Strong leadership in Paxos clusters

Implementations of Paxos-based RSMs usually include some kind of leader election in order to ensure that the implementation has the right kind of liveness properties. In the implementations that I’ve worked on in the past (e.g. this) any node could theoretically become the leader at any point, so the votes in the election include the values last accepted by the voting node in any uncommitted slots.

It’s a little wasteful to include the last-accepted value in each voting message, since the node that’s collecting votes discards all but one of the values it receives, and in the most common failure modes it can discard all of them since it already has the appropriate value stored locally.

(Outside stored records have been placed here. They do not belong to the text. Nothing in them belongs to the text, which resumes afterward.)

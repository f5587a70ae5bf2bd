use crate::cli_args::*;
use crate::modules::orders::handle_order;
use crate::modules::products::handle_product;
use crate::modules::stats::handle_stats;
use crate::modules::system::CommandContext;
use crate::modules::users::handle_user;

pub(crate) async fn handle_command(
    command: Command,
    ctx: &CommandContext<'_>,
) -> anyhow::Result<()> {
    match command {
        Command::Product(args) => handle_product(args, ctx).await?,
        Command::Order(args) => handle_order(args, ctx).await?,
        Command::User(args) => handle_user(args, ctx).await?,
        Command::Stats => handle_stats(ctx).await?,
        Command::Login(_) | Command::Logout | Command::Whoami => {
            unreachable!()
        }
    }

    Ok(())
}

It’s not unreasonably wasteful if the values are small enough that they don’t cost much extra to transfer during the election. Indeed, in order to show the algorithm’s liveness properties we need to assume that there is an upper bound on the time it takes to send messages between nodes. The work I’ve been doing recently has involved values with much larger on-the-wire representations than before, which means that it has been worthwhile putting more effort into avoiding this kind of waste.

One possible optimisation here is to break the election into two phases, with each node announcing just the term of its last-accepted value in the first phase and deferring the costlier transfer of the value itself until the second phase, which gives the opportunity to skip this transfer if it is not needed. This makes for a more complex protocol, with more messages to lose in flight and more states to track, so doesn’t seem like the right thing to do.

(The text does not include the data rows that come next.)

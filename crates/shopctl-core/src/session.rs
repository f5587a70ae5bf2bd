//! Session data model.
//!
//! A session is the pair of an authenticated identity and the bearer
//! credential issued alongside it. The two are mutually present or
//! mutually absent: the only ways to build a session are [`Session::empty`]
//! and [`Session::new`], which sets both.

use serde::{Deserialize, Serialize};

use crate::constants::ADMIN_ROLE;

/// The authenticated principal as the backend reports it.
#[derive(Debug, Clone, PartialEq, Eq, Serialize, Deserialize)]
pub struct Identity {
    pub id: String,
    pub name: String,
    pub email: String,
    pub role: String,
}

/// Current login state: identity plus opaque bearer credential.
///
/// The credential has no expiry or refresh concept; it is valid until
/// explicitly cleared.
#[derive(Debug, Clone, Default, PartialEq, Eq)]
pub struct Session {
    identity: Option<Identity>,
    credential: Option<String>,
}

impl Session {
    /// A session with neither identity nor credential.
    pub fn empty() -> Self {
        Self::default()
    }

    pub fn new(identity: Identity, credential: String) -> Self {
        Self {
            identity: Some(identity),
            credential: Some(credential),
        }
    }

    pub fn identity(&self) -> Option<&Identity> {
        self.identity.as_ref()
    }

    pub fn credential(&self) -> Option<&str> {
        self.credential.as_deref()
    }

    /// Recomputed on every read; never stored independently.
    pub fn is_authenticated(&self) -> bool {
        self.credential.is_some()
    }

    /// Recomputed on every read; true only for the admin role literal.
    pub fn is_admin(&self) -> bool {
        self.identity
            .as_ref()
            .is_some_and(|identity| identity.role == ADMIN_ROLE)
    }
}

My colleagues in the distributed systems team at Elastic pointed me to an alternative idea recently, taken from Raft’s so-called strong leadership property, which I hadn’t really pondered in sufficient depth before: don’t send any values during an election, and simply abort the election if you receive an indication that your local state isn’t the freshest.

It’s hopefully obvious that this has no impact on the safety property, but the effect on the system’s liveness is less clear. With a little thought you should be able to see that there is some node that has a local last-accepted state that’s no more stale than that of its peers, and it is a node like this that must end up as master.

One nice property of my favourite liveness mechanism is that in the absence of progress all nodes eventually become candidates, at which point if any of them wakes up and starts a pre-voting phase then this results in a successful election and at least one value being chosen, and hence progress. This is no longer true if some nodes abort their election upon the realisation that they have stale state, but this property can be recovered by adding a mechanism for transferring the election instead of simply aborting it: the transfer message effectively wakes up the less-stale recipient and puts the more-stale sender to sleep. There is no need for the sender to attempt to find its freshest (least-stale) peer by waiting for multiple votes: transferring the election to any strictly-fresher peer is enough. This can only happen finitely often and ensures that if any node wakes up then, in bounded time, a sufficiently fresh node wakes up, wins an election, and makes progress.

This recovers the liveness argument, including the nice property that eventually any wake-up results in progress.